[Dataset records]

-- -- --

//! Keeps wallet accounts reconciled with a remote full node.
//!
//! Accounts track their unspent outputs and transaction history from the
//! notifications the node pushes, survive chain reorganizations, answer
//! confirmation-aware balance queries and rescan the chain for history they
//! missed while offline.

pub mod config;
pub mod node;
pub mod utils;
pub mod wallet;
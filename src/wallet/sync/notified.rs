//! Outpoints whose unconfirmed receipt has already been announced upstream.

use crate::wallet::OutPoint;

use std::collections::HashSet;
use std::sync::{Mutex, MutexGuard, PoisonError};

/// Which upstream event, if any, a received output should produce.
#[derive(Debug, Clone, Copy, PartialEq, Eq)]
pub enum ReceiptEvent {
	/// First sighting of the output.
	New,
	/// An output announced while unconfirmed is now in a block.
	Confirmed,
	/// Already announced and still unconfirmed.
	Duplicate,
}

/// Process-wide set of announced unconfirmed outpoints.
#[derive(Debug, Default)]
pub struct NotifiedOutpoints {
	outpoints: Mutex<HashSet<OutPoint>>,
}

impl NotifiedOutpoints {
	pub fn new() -> Self {
		Self::default()
	}

	/// Records a sighting of `outpoint` and decides the event to emit.
	///
	/// An entry lives from the unconfirmed announcement to the confirmed one,
	/// so each output yields one `New` and at most one `Confirmed`. Outputs
	/// first seen already mined never enter the set.
	pub fn observe(&self, outpoint: OutPoint, confirmed: bool) -> ReceiptEvent {
		let mut outpoints = self.outpoints();
		match (outpoints.contains(&outpoint), confirmed) {
			(true, true) => {
				outpoints.remove(&outpoint);
				ReceiptEvent::Confirmed
			}
			(true, false) => ReceiptEvent::Duplicate,
			(false, false) => {
				outpoints.insert(outpoint);
				ReceiptEvent::New
			}
			(false, true) => ReceiptEvent::New,
		}
	}

	pub fn contains(&self, outpoint: &OutPoint) -> bool {
		self.outpoints().contains(outpoint)
	}

	pub fn len(&self) -> usize {
		self.outpoints().len()
	}

	pub fn is_empty(&self) -> bool {
		self.len() == 0
	}

	fn outpoints(&self) -> MutexGuard<'_, HashSet<OutPoint>> {
		self.outpoints.lock().unwrap_or_else(PoisonError::into_inner)
	}
}
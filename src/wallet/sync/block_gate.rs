//! Per-block serialization of balance side effects.
//!
//! Handlers applying a confirmed notification take the slot of the
//! enclosing block for as long as they are applying it. Two handlers for the
//! same block therefore never interleave, while different blocks proceed
//! independently. Slots are created on demand and dropped with their last
//! holder.

use crate::wallet::ShaHash;

use std::collections::HashMap;
use std::sync::{Arc, Mutex, MutexGuard, PoisonError};
use std::time::Duration;
use tokio::sync::OwnedMutexGuard;
use tracing::warn;

type Slot = Arc<tokio::sync::Mutex<()>>;

/// Process-wide map of block hash to slot.
#[derive(Debug, Default)]
pub struct BlockGate {
	slots: Mutex<HashMap<ShaHash, Slot>>,
}

/// Exclusive hold on one block's slot, released on drop.
#[derive(Debug)]
pub struct BlockSlot<'a> {
	gate: &'a BlockGate,
	block: ShaHash,
	slot: Slot,
	guard: Option<OwnedMutexGuard<()>>,
}

impl BlockGate {
	pub fn new() -> Self {
		Self::default()
	}

	/// Takes the slot for `block`, waiting at most `timeout` for the current holder.
	///
	/// On timeout the caller proceeds without exclusivity; the returned slot
	/// then reports [`BlockSlot::is_exclusive`] as false.
	pub async fn acquire(&self, block: ShaHash, timeout: Duration) -> BlockSlot<'_> {
		let slot = self.slots().entry(block).or_default().clone();
		let guard = match tokio::time::timeout(timeout, slot.clone().lock_owned()).await {
			Ok(guard) => Some(guard),
			Err(_) => {
				warn!("Block {} still busy after {:?}, proceeding", block, timeout);
				None
			}
		};
		BlockSlot {
			gate: self,
			block,
			slot,
			guard,
		}
	}

	/// Number of blocks with a live slot.
	pub fn len(&self) -> usize {
		self.slots().len()
	}

	pub fn is_empty(&self) -> bool {
		self.len() == 0
	}

	fn slots(&self) -> MutexGuard<'_, HashMap<ShaHash, Slot>> {
		self.slots.lock().unwrap_or_else(PoisonError::into_inner)
	}
}

impl BlockSlot<'_> {
	pub fn block(&self) -> ShaHash {
		self.block
	}

	pub fn is_exclusive(&self) -> bool {
		self.guard.is_some()
	}
}

impl Drop for BlockSlot<'_> {
	fn drop(&mut self) {
		self.guard.take();
		let mut slots = self.gate.slots();
		// The map and this holder are the last references.
		if slots
			.get(&self.block)
			.is_some_and(|s| Arc::ptr_eq(s, &self.slot) && Arc::strong_count(s) == 2)
		{
			slots.remove(&self.block);
		}
	}
}
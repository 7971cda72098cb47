//!
//! WebSocket client for the remote full node.
//!
//! This module owns the connection to the node. Outbound commands are queued onto a writer task;
//! every inbound message is parsed into a [`NodeEnvelope`] and handed to the [`NotificationRouter`],
//! which runs each registered handler on its own task so notifications for unrelated requests are
//! processed in parallel.

use super::types::*;
use super::NodeConnection;
use crate::wallet::sync::NotificationRouter;

use futures_util::{SinkExt, StreamExt};
use std::sync::Arc;
use tokio::sync::mpsc;
use tokio::task::JoinHandle;
use tokio_tungstenite::{connect_async, tungstenite::Message};
use tracing::{debug, error, info, warn};

/// Node client over a WebSocket connection
#[derive(Clone)]
pub struct NodeClient {
	/// Queue feeding the writer task.
	outbound: mpsc::UnboundedSender<Message>,
}

impl NodeClient {
	/// Connect to the node and start the reader and writer tasks.
	///
	/// # Arguments
	/// * `url` - The WebSocket endpoint of the node.
	/// * `router` - Router inbound replies are dispatched through.
	///
	/// # Returns
	/// The client and a handle that completes when the connection closes.
	pub async fn connect(
		url: &str,
		router: Arc<NotificationRouter>,
	) -> Result<(Self, JoinHandle<()>), NodeError> {
		debug!("Attempting WebSocket connection to: {}", url);
		let (ws_stream, response) = connect_async(url).await?;
		info!(
			"Connected to node at {}, response status: {}",
			url,
			response.status()
		);
		let (mut ws_sender, mut ws_receiver) = ws_stream.split();
		let (outbound, mut outbound_rx) = mpsc::unbounded_channel::<Message>();

		let writer = tokio::spawn(async move {
			while let Some(msg) = outbound_rx.recv().await {
				if let Err(e) = ws_sender.send(msg).await {
					error!("Failed to send to node: {}", e);
					break;
				}
			}
		});

		let connection = tokio::spawn(async move {
			while let Some(msg) = ws_receiver.next().await {
				match msg {
					Ok(Message::Text(text)) => Self::dispatch_text(&router, &text),
					Ok(Message::Close(frame)) => {
						info!("Node closed the connection: {:?}", frame);
						break;
					}
					Ok(_) => debug!("Ignoring non-text message from node"),
					Err(e) => {
						error!("WebSocket error reading from node: {}", e);
						break;
					}
				}
			}
			writer.abort();
		});

		Ok((Self { outbound }, connection))
	}

	/// Parse one inbound message and hand it to the router.
	fn dispatch_text(router: &Arc<NotificationRouter>, text: &str) {
		let envelope = match serde_json::from_str::<NodeEnvelope>(text) {
			Ok(envelope) => envelope,
			Err(e) => {
				warn!("Dropping unparseable message from node: {}", e);
				return;
			}
		};
		let Some(id) = envelope.correlation_id() else {
			debug!("Ignoring message without our correlation id: {:?}", envelope.id);
			return;
		};

		if !router.dispatch(id, envelope.reply) {
			debug!("No handler registered for request {}", id);
		}
	}
}

#[async_trait::async_trait]
impl NodeConnection for NodeClient {
	async fn send(&self, command: NodeCommand) -> Result<(), NodeError> {
		debug!("Sending {} request {}", command.method(), command.id);
		self.outbound
			.send(Message::Text(command.to_json().to_string()))
			.map_err(|_| NodeError::ConnectionClosed)
	}
}
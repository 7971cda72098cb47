//! A wallet backend that follows addresses without holding their keys.

use crate::utils::decode_address;
use crate::wallet::{
	AddressInfo, BlockStamp, Network, PrivateKey, ShaHash, WalletBackend, WalletBackendError,
};

use serde::{Deserialize, Serialize};
use std::path::{Path, PathBuf};
use tracing::{debug, info};

#[derive(Debug, Clone, PartialEq, Eq, Serialize, Deserialize)]
struct WatchedAddress {
	address: String,
	first_block: i32,
}

#[derive(Debug, Clone, PartialEq, Eq, Serialize, Deserialize)]
struct WatchOnlyFile {
	network: Network,
	addresses: Vec<WatchedAddress>,
	synced_with: BlockStamp,
}

/// Watch-only wallet kept in a single JSON file.
///
/// Every key operation fails with [`WalletBackendError::Other`]; the account
/// still tracks payments to the watched addresses.
#[derive(Debug)]
pub struct WatchOnlyWallet {
	path: PathBuf,
	file: WatchOnlyFile,
}

impl WatchOnlyWallet {
	/// Loads the wallet at `path`, or starts an empty one for `network`.
	pub fn open(path: impl Into<PathBuf>, network: Network) -> Result<Self, WalletBackendError> {
		let path = path.into();
		let file = match std::fs::read(&path) {
			Ok(bytes) => {
				let file: WatchOnlyFile = serde_json::from_slice(&bytes)
					.map_err(|e| WalletBackendError::Other(format!("{:?}: {}", path, e)))?;
				if file.network != network {
					return Err(WalletBackendError::Other(format!(
						"{:?} holds a {} wallet, expected {}",
						path, file.network, network
					)));
				}
				info!("Loaded {} watched addresses from {:?}", file.addresses.len(), path);
				file
			}
			Err(e) if e.kind() == std::io::ErrorKind::NotFound => {
				debug!("No wallet at {:?}, starting empty", path);
				WatchOnlyFile {
					network,
					addresses: Vec::new(),
					synced_with: BlockStamp::new(0, ShaHash::ZERO),
				}
			}
			Err(e) => return Err(WalletBackendError::Other(format!("{:?}: {}", path, e))),
		};
		Ok(Self { path, file })
	}

	pub fn path(&self) -> &Path {
		&self.path
	}

	/// Adds `address`, first seen at `first_block`. Returns whether it was new.
	pub fn watch(&mut self, address: &str, first_block: i32) -> Result<bool, WalletBackendError> {
		let (_, network) = decode_address(address).map_err(|e| WalletBackendError::Other(e.to_string()))?;
		if network != self.file.network {
			return Err(WalletBackendError::Other(format!(
				"{} is a {} address, wallet is {}",
				address, network, self.file.network
			)));
		}
		if self.file.addresses.iter().any(|w| w.address == address) {
			return Ok(false);
		}
		self.file.addresses.push(WatchedAddress {
			address: address.to_string(),
			first_block,
		});
		Ok(true)
	}

	fn find(&self, address: &str) -> Result<(usize, &WatchedAddress), WalletBackendError> {
		self.file
			.addresses
			.iter()
			.enumerate()
			.find(|(_, w)| w.address == address)
			.ok_or_else(|| WalletBackendError::UnknownAddress(address.to_string()))
	}

	fn no_keys() -> WalletBackendError {
		WalletBackendError::Other("watch-only wallet holds no keys".to_string())
	}
}

impl WalletBackend for WatchOnlyWallet {
	fn network(&self) -> Network {
		self.file.network
	}

	fn next_chained_address(&mut self, _tip: &BlockStamp) -> Result<String, WalletBackendError> {
		Err(Self::no_keys())
	}

	fn last_chained_address(&self) -> Result<String, WalletBackendError> {
		self.file
			.addresses
			.last()
			.map(|w| w.address.clone())
			.ok_or_else(|| WalletBackendError::Other("no watched addresses".to_string()))
	}

	fn address_key(&self, address: &str) -> Result<PrivateKey, WalletBackendError> {
		self.find(address)?;
		Err(Self::no_keys())
	}

	fn address_info(&self, address: &str) -> Result<AddressInfo, WalletBackendError> {
		let (index, watched) = self.find(address)?;
		Ok(AddressInfo {
			address: watched.address.clone(),
			compressed: true,
			first_block: watched.first_block,
			chain_index: index as i64,
		})
	}

	fn import_private_key(
		&mut self,
		_key: PrivateKey,
		_compressed: bool,
		_tip: &BlockStamp,
	) -> Result<String, WalletBackendError> {
		Err(Self::no_keys())
	}

	fn active_addresses(&self) -> Vec<AddressInfo> {
		self.file
			.addresses
			.iter()
			.enumerate()
			.map(|(index, w)| AddressInfo {
				address: w.address.clone(),
				compressed: true,
				first_block: w.first_block,
				chain_index: index as i64,
			})
			.collect()
	}

	fn synced_with(&self) -> BlockStamp {
		self.file.synced_with
	}

	fn set_synced_with(&mut self, tip: BlockStamp) {
		self.file.synced_with = tip;
	}

	fn earliest_block_height(&self) -> i32 {
		self.file
			.addresses
			.iter()
			.map(|w| w.first_block)
			.min()
			.unwrap_or(0)
	}

	fn lock(&mut self) -> Result<(), WalletBackendError> {
		Ok(())
	}

	fn unlock(&mut self, _passphrase: &[u8]) -> Result<(), WalletBackendError> {
		Ok(())
	}

	fn save(&self) -> Result<(), WalletBackendError> {
		let io = |e: std::io::Error| WalletBackendError::Other(format!("{:?}: {}", self.path, e));
		if let Some(dir) = self.path.parent() {
			std::fs::create_dir_all(dir).map_err(io)?;
		}
		let bytes = serde_json::to_vec_pretty(&self.file)
			.map_err(|e| WalletBackendError::Other(e.to_string()))?;
		let staging = self.path.with_extension("json.tmp");
		std::fs::write(&staging, bytes).map_err(io)?;
		std::fs::rename(&staging, &self.path).map_err(io)?;
		debug!("Saved watch-only wallet to {:?}", self.path);
		Ok(())
	}
}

-- -- --

■ PROBLEM TO WORK ON ■
If a line in the records holds the string "NodeError", copy it.

■ YOUR RESPONSE ■
	) -> Result<(Self, JoinHandle<()>), NodeError> {
	async fn send(&self, command: NodeCommand) -> Result<(), NodeError> {
			.map_err(|_| NodeError::ConnectionClosed)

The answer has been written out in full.